通常、読解力と言えば、文章を読んでその大意を読み取ったり、理解したりするこ
とです。もちろんそれが大事な力であることは、これからも変わらないのですが、
新しい大学入試で問われるのは、それだけではありません。文字で書かれたものだ
けではなく、グラフや資料、時には写真などから情報を読み取り理解する、場合に
よってはそれらの真偽(ほんとうかウソか)を判断する。そんな力を総称して「読
解力」と呼んでいるのです。
 それではなぜこのような力が重視されるようになったのでしょうか。理由の1つ
はインターネットです。今や皆さんが日々受け取る情報は膨大です。しかも情報の
元は新聞や雑誌のように書かれたテキストだけではありません。しかしそうなると、
必ずしも情報の発信元が信頼できるところばかりとは言えないのです。だからこそ、
新しい意味での読解力が必要とされているのです。
 読解力が必要なもう一つの理由、それはAI人工知能の発達です。AIがこれまでの
コンピュータと違う大きな点は、自分で学習するコンピュータだということです。
膨大なデータを読み取り判別することで、日進月歩でAIは学んでいきます。そのよ
うにして賢くなっていっているAIが、これまで人間にしかできなかった知的な作業
の仕事を奪っていくのでは、という恐れもでてきています。アメリカのワシントン
ポストという新聞のスポーツ欄の一部が、すでにAIによって執筆されているのは有
名な話です。
 しかしAIが学ぶのは、あくまでもパターンの学習で、文章の意味を読み取ってい
るわけではありません。そこはまだ人間にしかできない知的領域です。ところが、
本を読まなくなってきた人間が、まさにその力が衰えてきているとも言われている
のです。これではやがてAIに仕事が奪われるという心配は現実のものとなってしま
うかも知れません。
 幸い、皆さんはこの3年間で本を読んだり、文章を書いたりする習慣を身につけ
たはずです。
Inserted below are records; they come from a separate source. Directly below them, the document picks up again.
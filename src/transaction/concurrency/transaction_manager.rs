use std::collections::HashMap;
use std::sync::Arc;
use std::sync::atomic::{AtomicU32, Ordering};
use log::debug;
use parking_lot::Mutex;

use crate::common::types::TxnId;
use crate::transaction::concurrency::lock_manager::{LockError, LockManager, LockResult};
use crate::transaction::concurrency::transaction::{Transaction, TransactionStatus};

/// Transaction manager - responsible for creating and tracking transactions.
///
/// Committing or aborting a transaction is its shrinking phase: every lock
/// it holds is released at once, pages before tables.
pub struct TransactionManager {
    /// Next transaction ID to assign
    next_txn_id: AtomicU32,

    /// Lock manager shared with the transactions' callers
    lock_manager: Arc<LockManager>,

    /// Active transactions map (txn_id -> Transaction)
    active_transactions: Mutex<HashMap<TxnId, Arc<Transaction>>>,
}

impl TransactionManager {
    /// Create a new transaction manager
    pub fn new(lock_manager: Arc<LockManager>) -> Self {
        Self {
            next_txn_id: AtomicU32::new(1), // Start from 1
            lock_manager,
            active_transactions: Mutex::new(HashMap::new()),
        }
    }

    pub fn lock_manager(&self) -> &Arc<LockManager> {
        &self.lock_manager
    }

    /// Begin a new transaction
    pub fn begin(&self) -> Arc<Transaction> {
        let txn_id = self.next_txn_id.fetch_add(1, Ordering::SeqCst);
        let txn = Arc::new(Transaction::new(txn_id));
        self.active_transactions.lock().insert(txn_id, Arc::clone(&txn));
        debug!("began txn {}", txn_id);
        txn
    }

    /// Commit a running transaction, releasing its locks.
    /// Returns the ids of the transactions woken by the release.
    pub fn commit(&self, txn_id: TxnId) -> LockResult<Vec<TxnId>> {
        self.finish(txn_id, TransactionStatus::Committed)
    }

    /// Abort a transaction, dropping its locks and any queued request
    pub fn abort(&self, txn_id: TxnId) -> LockResult<Vec<TxnId>> {
        self.finish(txn_id, TransactionStatus::Aborted)
    }

    fn finish(&self, txn_id: TxnId, status: TransactionStatus) -> LockResult<Vec<TxnId>> {
        let mut txns = self.active_transactions.lock();
        let txn = txns
            .get(&txn_id)
            .ok_or(LockError::TransactionNotFound(txn_id))?;

        // A waiting transaction can be aborted but not committed
        let current = txn.status();
        if current != TransactionStatus::Running
            && !(current == TransactionStatus::Waiting && status == TransactionStatus::Aborted)
        {
            return Err(LockError::InvalidState(txn_id, current));
        }

        let woken = self.lock_manager.release_all(txn_id);
        txn.set_status(status);
        txns.remove(&txn_id);
        debug!("txn {} finished as {:?}", txn_id, status);
        Ok(woken)
    }

    /// Get a transaction by ID
    pub fn get_transaction(&self, txn_id: TxnId) -> Option<Arc<Transaction>> {
        self.active_transactions.lock().get(&txn_id).cloned()
    }

    /// Check if a transaction exists
    pub fn transaction_exists(&self, txn_id: TxnId) -> bool {
        self.active_transactions.lock().contains_key(&txn_id)
    }

    /// Get all active transaction IDs
    pub fn get_active_transaction_ids(&self) -> Vec<TxnId> {
        let mut ids: Vec<TxnId> = self.active_transactions.lock().keys().cloned().collect();
        ids.sort();
        ids
    }
}
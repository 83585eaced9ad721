// Column Module
//
// This module defines the Column type that describes one attribute of a relation.

use super::schema::DataType;
use serde::{Serialize, Deserialize};

/// Represents a column in a relation
#[derive(Debug, Clone, PartialEq, Eq, Serialize, Deserialize)]
pub struct Column {
    /// Column name
    name: String,
    /// Column data type
    data_type: DataType,
}

impl Column {
    /// Create a new column
    pub fn new(name: impl Into<String>, data_type: DataType) -> Self {
        Column {
            name: name.into(),
            data_type,
        }
    }

    /// Get the column name
    pub fn name(&self) -> &str {
        &self.name
    }

    /// Get the column data type
    pub fn data_type(&self) -> DataType {
        self.data_type
    }

    /// Same column under a `prefix.name` qualified name
    pub fn qualified(&self, prefix: &str) -> Self {
        if self.name.contains('.') {
            return self.clone();
        }
        Column {
            name: format!("{}.{}", prefix, self.name),
            data_type: self.data_type,
        }
    }
}
//! Recipe data model.
//!
//! These types mirror the JSON the model is constrained to emit (camelCase
//! on the wire). The recipe is deserialized once per search and never
//! modified afterwards; the UI only derives view state from it.

use serde::{Deserialize, Serialize};

/// A piece of kitchen equipment, with an alternative when specialized.
#[derive(Debug, Clone, PartialEq, Eq, Serialize, Deserialize)]
#[serde(rename_all = "camelCase")]
pub struct Equipment {
    /// Name of the equipment (e.g. "kadai", "pressure cooker").
    pub item: String,
    /// True when the tool is not found in a typical Indian home kitchen.
    pub is_specialized: bool,
    /// A home-friendly substitute for specialized tools.
    pub alternative: Option<String>,
}

/// One ingredient line with Indian and English names.
#[derive(Debug, Clone, PartialEq, Eq, Serialize, Deserialize)]
#[serde(rename_all = "camelCase")]
pub struct Ingredient {
    /// The quantity (e.g. "1 cup", "2 tsp", "1 katori").
    pub amount: String,
    /// The common Indian name (e.g. "atta", "jeera").
    pub common_name: String,
    /// The English equivalent (e.g. "whole wheat flour").
    pub english_name: String,
}

/// A short, practical tip attached to a specific method step.
#[derive(Debug, Clone, PartialEq, Eq, Serialize, Deserialize)]
#[serde(rename_all = "camelCase")]
pub struct Tip {
    /// Catchy title (e.g. "Secret to Fluffiness").
    pub title: String,
    /// The advice itself.
    pub content: String,
}

/// One step in the cooking method.
#[derive(Debug, Clone, PartialEq, Eq, Serialize, Deserialize)]
#[serde(rename_all = "camelCase")]
pub struct MethodStep {
    /// 1-based step number as assigned by the model.
    pub step: u32,
    /// The instruction text for this step.
    pub instruction: String,
    /// Optional tip; most steps have none.
    #[serde(default, skip_serializing_if = "Option::is_none")]
    pub tip: Option<Tip>,
}

/// A complete generated recipe.
#[derive(Debug, Clone, PartialEq, Eq, Serialize, Deserialize)]
#[serde(rename_all = "camelCase")]
pub struct Recipe {
    /// The name of the dish.
    pub dish_name: String,
    /// Short evocative one-liner.
    pub description: String,
    /// Free-text total preparation and cooking time.
    pub prep_time: String,
    /// Kitchen equipment needed.
    pub equipment: Vec<Equipment>,
    /// Ingredients with exact amounts.
    pub ingredients: Vec<Ingredient>,
    /// Step-by-step instructions. Non-empty for any recipe the app accepts;
    /// the parser rejects an empty method (see `llm::parse_recipe_json`).
    pub method: Vec<MethodStep>,
    /// Regional variations, substitutions, serving notes.
    pub notes: Vec<String>,
}
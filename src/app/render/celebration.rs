//! Celebration popup rendering.

use ratatui::{
    Frame,
    layout::Alignment,
    text::{Line, Span},
    widgets::{Block, Borders, Clear, Paragraph, Wrap},
};

use crate::app::App;
use crate::app::layout::centered_popup;

impl App {
    /// Renders the celebration dialog as a centered overlay.
    pub(crate) fn render_celebration(&self, frame: &mut Frame) {
        let popup_area = centered_popup(56, 11, frame.area());

        // Clear background
        frame.render_widget(Clear, popup_area);

        let content_lines = vec![
            Line::from(""),
            Line::from(Span::styled("✶ Woohoo, Chef! ✶", self.theme.header_style())),
            Line::from(""),
            Line::from(Span::styled(
                "You've successfully created a masterpiece.",
                self.theme.normal_style(),
            )),
            Line::from(Span::styled(
                "Time for the best part - enjoying it!",
                self.theme.normal_style(),
            )),
            Line::from(""),
            Line::from(vec![
                Span::styled("[Enter] ", self.theme.highlight_style()),
                Span::styled("Cook Another Masterpiece", self.theme.success_style()),
            ]),
        ];

        let block = Block::default()
            .title(" Kitchen Closed ")
            .title_style(self.theme.header_style())
            .borders(Borders::ALL)
            .border_style(self.theme.highlight_style());

        let paragraph = Paragraph::new(content_lines)
            .block(block)
            .wrap(Wrap { trim: true })
            .alignment(Alignment::Center);

        frame.render_widget(paragraph, popup_area);
    }
}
それは高校生活、ひいてはこれからのあなたの人生で大きな武器にな
ります。高校生になっても、それらの習慣は是非大事にしてください。
 最後になりましたが、保護者の皆さまには本校の教育活動に対し、あたたかいご
支援とご協力を頂きましたこと、あらためてお礼申し上げます。本校はまもなく校
地を移転し、新しい島本の地で教育活動を行っていきます。新しい青凌にご期待い
ただくとともに、今後ともご鞭撻を賜りますよう重ねてお願い致します。
 以上、第33期生の未来に幸多からん事を願い、私の式辞といたします。